Ophélie
écrit à

   


Claude Frollo

     
   

Vos sentiments

    Bonjour très cher Claude Frollo,

J'ai un peu de mal à vous cerner. Si cela est possible, j'aimerais que vous m'envoyiez vos sentiments vis-à-vis d'Esmeralda.

Merci bien.

Une certaine personne
 

Personne se voulant inconnue, mais qui laisse figurer son nom sur son adresse «électronique» (si j’use à bon escient d’un terme qui m’est rien moins que familier), sachez que l’anonymat véritable est celui de l’humilité et non du camouflage. Ainsi travaillent les artisans de mon siècle, en construisant églises et cathédrales, en taillant pierres, ciselant vitraux, peignant miniatures et lettrines, sans les signer de leur noms, pour la seule gloire de Dieu; ainsi sont nées Notre-Dame et la Sainte-Chapelle, Saint-Jacques, Saint-Martin, Sainte-Geneviève-des-Ardents, dans l’humble anonymat de leurs ouvriers. Et vous, qui vous cachez comme un voleur, vous prétendriez vouloir déchiffrer les profondeurs de mon âme? Quel orgueil, quelle vaine curiosité vous anime donc pour m’interroger ainsi?

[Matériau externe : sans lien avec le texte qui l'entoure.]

use std::collections::BTreeSet;
use std::fmt;

use serde::{Deserialize, Serialize};

/// Identifier wrapper for stored applications.
#[derive(Debug, Clone, PartialEq, Eq, Hash, Serialize, Deserialize)]
pub struct ApplicationId(pub String);

impl fmt::Display for ApplicationId {
    fn fmt(&self, f: &mut fmt::Formatter<'_>) -> fmt::Result {
        f.write_str(&self.0)
    }
}

/// How the candidate wants to be compensated.
#[derive(Debug, Clone, Copy, PartialEq, Eq, Serialize, Deserialize)]
#[serde(rename_all = "snake_case")]
pub enum PartnershipType {
    Equity,
    Hybrid,
    MonetaryBusiness,
}

impl PartnershipType {
    pub const fn label(self) -> &'static str {
        match self {
            Self::Equity => "Equity partnership",
            Self::Hybrid => "Hybrid (equity + revenue share)",
            Self::MonetaryBusiness => "Monetary business partnership",
        }
    }

    pub const fn is_equity_based(self) -> bool {
        matches!(self, Self::Equity | Self::Hybrid)
    }
}

#[derive(Debug, Clone, Copy, Default, PartialEq, Eq, Serialize, Deserialize)]
#[serde(rename_all = "snake_case")]
pub enum EquityAcceptance {
    FullyComfortable,
    WithConditions,
    PrefersHybrid,
    NeedsImmediatePayment,
    #[default]
    Unset,
}

impl EquityAcceptance {
    pub const fn label(self) -> &'static str {
        match self {
            Self::FullyComfortable => "fully comfortable with equity",
            Self::WithConditions => "comfortable with conditions",
            Self::PrefersHybrid => "prefers a hybrid arrangement",
            Self::NeedsImmediatePayment => "needs immediate payment",
            Self::Unset => "not specified",
        }
    }
}

/// Equity stake the candidate expects, as offered on the form.
#[derive(Debug, Clone, Copy, Default, PartialEq, Eq, Serialize, Deserialize)]
#[serde(rename_all = "snake_case")]
pub enum EquityExpectation {
    Under1,
    OneToTwo,
    TwoToFive,
    FiveToTen,
    TenToFifteen,
    FifteenToTwenty,
    TwentyToTwentyFive,
    TwentyFivePlus,
    Negotiable,
    #[default]
    Unset,
}

impl EquityExpectation {
    pub const fn label(self) -> &'static str {
        match self {
            Self::Under1 => "under 1%",
            Self::OneToTwo => "1-2%",
            Self::TwoToFive => "2-5%",
            Self::FiveToTen => "5-10%",
            Self::TenToFifteen => "10-15%",
            Self::FifteenToTwenty => "15-20%",
            Self::TwentyToTwentyFive => "20-25%",
            Self::TwentyFivePlus => "25%+",
            Self::Negotiable => "negotiable",
            Self::Unset => "not specified",
        }
    }
}

#[derive(Debug, Clone, Copy, PartialEq, Eq, Serialize, Deserialize)]
#[serde(rename_all = "snake_case")]
pub enum FinancialSituation {
    Stable,
    SomeRunway,
    NeedsIncome,
    PreferNotToSay,
}

#[derive(Debug, Clone, Copy, PartialEq, Eq, Serialize, Deserialize)]
#[serde(rename_all = "snake_case")]
pub enum ExperienceYears {
    ZeroToTwo,
    ThreeToFive,
    SixToTen,
    TenPlus,
}

impl ExperienceYears {
    pub const fn label(self) -> &'static str {
        match self {
            Self::ZeroToTwo => "0-2 years",
            Self::ThreeToFive => "3-5 years",
            Self::SixToTen => "6-10 years",
            Self::TenPlus => "10+ years",
        }
    }
}

#[derive(Debug, Clone, Copy, PartialEq, Eq, Serialize, Deserialize)]
#[serde(rename_all = "snake_case")]
pub enum TimeCommitment {
    PartTime,
    Substantial,
    FullTime,
    Flexible,
}

impl TimeCommitment {
    pub const fn label(self) -> &'static str {
        match self {
            Self::PartTime => "part-time",
            Self::Substantial => "substantial (20-30 hrs/week)",
            Self::FullTime => "full-time",
            Self::Flexible => "flexible",
        }
    }
}

/// Closed skill catalog offered by the form.
#[derive(Debug, Clone, Copy, PartialEq, Eq, PartialOrd, Ord, Hash, Serialize, Deserialize)]
#[serde(rename_all = "snake_case")]
pub enum Skill {
    ProductStrategy,
    Tech,
    #[serde(rename = "ai")]
    AI,
    BusinessDevelopment,
    Partnerships,
    DataAnalysis,
    Sales,
    Finance,
    Fundraising,
    Marketing,
    Ecommerce,
    #[serde(rename = "seo")]
    SEO,
    #[serde(rename = "crm")]
    CRM,
    ProjectManagement,
    Legal,
    Copywriting,
    Community,
    VideoEditing,
    GraphicDesign,
    #[serde(rename = "hr")]
    HR,
}

impl Skill {
    pub const ALL: [Skill; 20] = [
        Skill::ProductStrategy,
        Skill::Tech,
        Skill::AI,
        Skill::BusinessDevelopment,
        Skill::Partnerships,
        Skill::DataAnalysis,
        Skill::Sales,
        Skill::Finance,
        Skill::Fundraising,
        Skill::Marketing,
        Skill::Ecommerce,
        Skill::SEO,
        Skill::CRM,
        Skill::ProjectManagement,
        Skill::Legal,
        Skill::Copywriting,
        Skill::Community,
        Skill::VideoEditing,
        Skill::GraphicDesign,
        Skill::HR,
    ];

    pub const fn label(self) -> &'static str {
        match self {
            Skill::ProductStrategy => "Product Strategy",
            Skill::Tech => "Tech",
            Skill::AI => "AI",
            Skill::BusinessDevelopment => "Business Development",
            Skill::Partnerships => "Partnerships",
            Skill::DataAnalysis => "Data Analysis",
            Skill::Sales => "Sales",
            Skill::Finance => "Finance",
            Skill::Fundraising => "Fundraising",
            Skill::Marketing => "Marketing",
            Skill::Ecommerce => "E-commerce",
            Skill::SEO => "SEO",
            Skill::CRM => "CRM",
            Skill::ProjectManagement => "Project Management",
            Skill::Legal => "Legal",
            Skill::Copywriting => "Copywriting",
            Skill::Community => "Community",
            Skill::VideoEditing => "Video Editing",
            Skill::GraphicDesign => "Graphic Design",
            Skill::HR => "HR",
        }
    }
}

/// Open-ended answers checked for completeness.
#[derive(Debug, Clone, Copy, PartialEq, Eq, PartialOrd, Ord, Serialize, Deserialize)]
#[serde(rename_all = "snake_case")]
pub enum FreeTextField {
    PreviousCompanies,
    ValueProposition,
    Network,
    WhyNow,
    PlatformToolExperience,
    CreatorEntrepreneurExperience,
    GrowthVision,
}

impl FreeTextField {
    pub const ALL: [FreeTextField; 7] = [
        FreeTextField::PreviousCompanies,
        FreeTextField::ValueProposition,
        FreeTextField::Network,
        FreeTextField::WhyNow,
        FreeTextField::PlatformToolExperience,
        FreeTextField::CreatorEntrepreneurExperience,
        FreeTextField::GrowthVision,
    ];

    pub const fn label(self) -> &'static str {
        match self {
            Self::PreviousCompanies => "Previous companies",
            Self::ValueProposition => "Value proposition",
            Self::Network => "Network",
            Self::WhyNow => "Why now",
            Self::PlatformToolExperience => "Platform/tool experience",
            Self::CreatorEntrepreneurExperience => "Creator/entrepreneur experience",
            Self::GrowthVision => "Growth vision",
        }
    }
}

/// One candidate's answers, as handed to the evaluator after intake validation.
#[derive(Debug, Clone, PartialEq, Serialize, Deserialize)]
pub struct Application {
    pub confirmed_understanding: bool,
    pub partnership_type: PartnershipType,
    #[serde(default)]
    pub equity_acceptance: EquityAcceptance,
    #[serde(default)]
    pub equity_expectation: EquityExpectation,
    #[serde(default)]
    pub monthly_revenue_share_usd: Option<f64>,
    #[serde(default)]
    pub upfront_fee_usd: Option<f64>,
    #[serde(default)]
    pub monthly_fee_usd: Option<f64>,
    #[serde(default)]
    pub business_description: Option<String>,
    pub financial_situation: FinancialSituation,
    pub experience_years: ExperienceYears,
    pub time_commitment: TimeCommitment,
    #[serde(default)]
    pub skills: BTreeSet<Skill>,
    #[serde(default)]
    pub previous_companies: Option<String>,
    #[serde(default)]
    pub value_proposition: Option<String>,
    #[serde(default)]
    pub network: Option<String>,
    #[serde(default)]
    pub why_now: Option<String>,
    #[serde(default)]
    pub platform_tool_experience: Option<String>,
    #[serde(default)]
    pub creator_entrepreneur_experience: Option<String>,
    #[serde(default)]
    pub growth_vision: Option<String>,
}

impl Application {
    pub fn free_text(&self, field: FreeTextField) -> Option<&str> {
        let value = match field {
            FreeTextField::PreviousCompanies => &self.previous_companies,
            FreeTextField::ValueProposition => &self.value_proposition,
            FreeTextField::Network => &self.network,
            FreeTextField::WhyNow => &self.why_now,
            FreeTextField::PlatformToolExperience => &self.platform_tool_experience,
            FreeTextField::CreatorEntrepreneurExperience => &self.creator_entrepreneur_experience,
            FreeTextField::GrowthVision => &self.growth_vision,
        };
        value.as_deref()
    }

    pub(crate) fn free_text_mut(&mut self, field: FreeTextField) -> &mut Option<String> {
        match field {
            FreeTextField::PreviousCompanies => &mut self.previous_companies,
            FreeTextField::ValueProposition => &mut self.value_proposition,
            FreeTextField::Network => &mut self.network,
            FreeTextField::WhyNow => &mut self.why_now,
            FreeTextField::PlatformToolExperience => &mut self.platform_tool_experience,
            FreeTextField::CreatorEntrepreneurExperience => {
                &mut self.creator_entrepreneur_experience
            }
            FreeTextField::GrowthVision => &mut self.growth_vision,
        }
    }
}

/// Contact details echoed on the rendered report. Never scored.
#[derive(Debug, Clone, PartialEq, Eq, Serialize, Deserialize)]
pub struct CandidateContact {
    pub full_name: String,
    pub email: String,
    #[serde(default)]
    pub phone: Option<String>,
    #[serde(default)]
    pub location: Option<String>,
    #[serde(default)]
    pub linkedin_url: Option<String>,
}

/// Raw form payload accepted by the intake endpoint.
#[derive(Debug, Clone, PartialEq, Serialize, Deserialize)]
pub struct PartnershipSubmission {
    pub contact: CandidateContact,
    pub application: Application,
}

/// Review state tracked for stored applications.
#[derive(Debug, Clone, Copy, PartialEq, Eq, Serialize, Deserialize)]
#[serde(rename_all = "snake_case")]
pub enum ReviewStatus {
    PendingReview,
    AutoRejected,
}

impl ReviewStatus {
    pub const fn label(self) -> &'static str {
        match self {
            ReviewStatus::PendingReview => "pending_review",
            ReviewStatus::AutoRejected => "auto_rejected",
        }
    }
}

/// Returns the trimmed text when it carries any non-whitespace content.
pub(crate) fn non_blank(value: Option<&str>) -> Option<&str> {
    value.map(str::trim).filter(|text| !text.is_empty())
}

Seuls les amoureux de Science pourraient appréhender la flamme qui me dévore, comprendre la passion qui me brûle, ma quête de l'Esmeralda, de l’émeraude philosophique -moi, Claude Frollo, l’or fol, mais enfin abouti et clos! Vous, pauvre béotien, que savez-vous de cette soif, de cette ardeur qui pousse le souffleur des nuits entières à oeuvrer comme un damné? Que savez-vous des convulsions du désir, de l’espoir insensé d’entrevoir -oh! ne fût-ce qu’une seule fois! une lueur de cette divine émeraude? Que savez-vous du feu secret qui vous brûle jusqu’aux entrailles, vif argent pour lequel je serais prêt à tout consumer, dans la noire agonie du
caput mortuum?

Pour connaître mes sentiments, il faudrait vous engager vous-même sur ce chemin périlleux qu’est le Grand Oeuvre. La science se laisse approcher par les amateurs et curieux -amatoris et curiosi, au sens propre de ces mots- mais pour l’amour d’Elle, et non par indiscrétion.

Dissimulé derrière l’arrogance de votre soi-disant incognito, comment sauriez-vous y être prêt? Renoncez, renoncez, vous dis-je!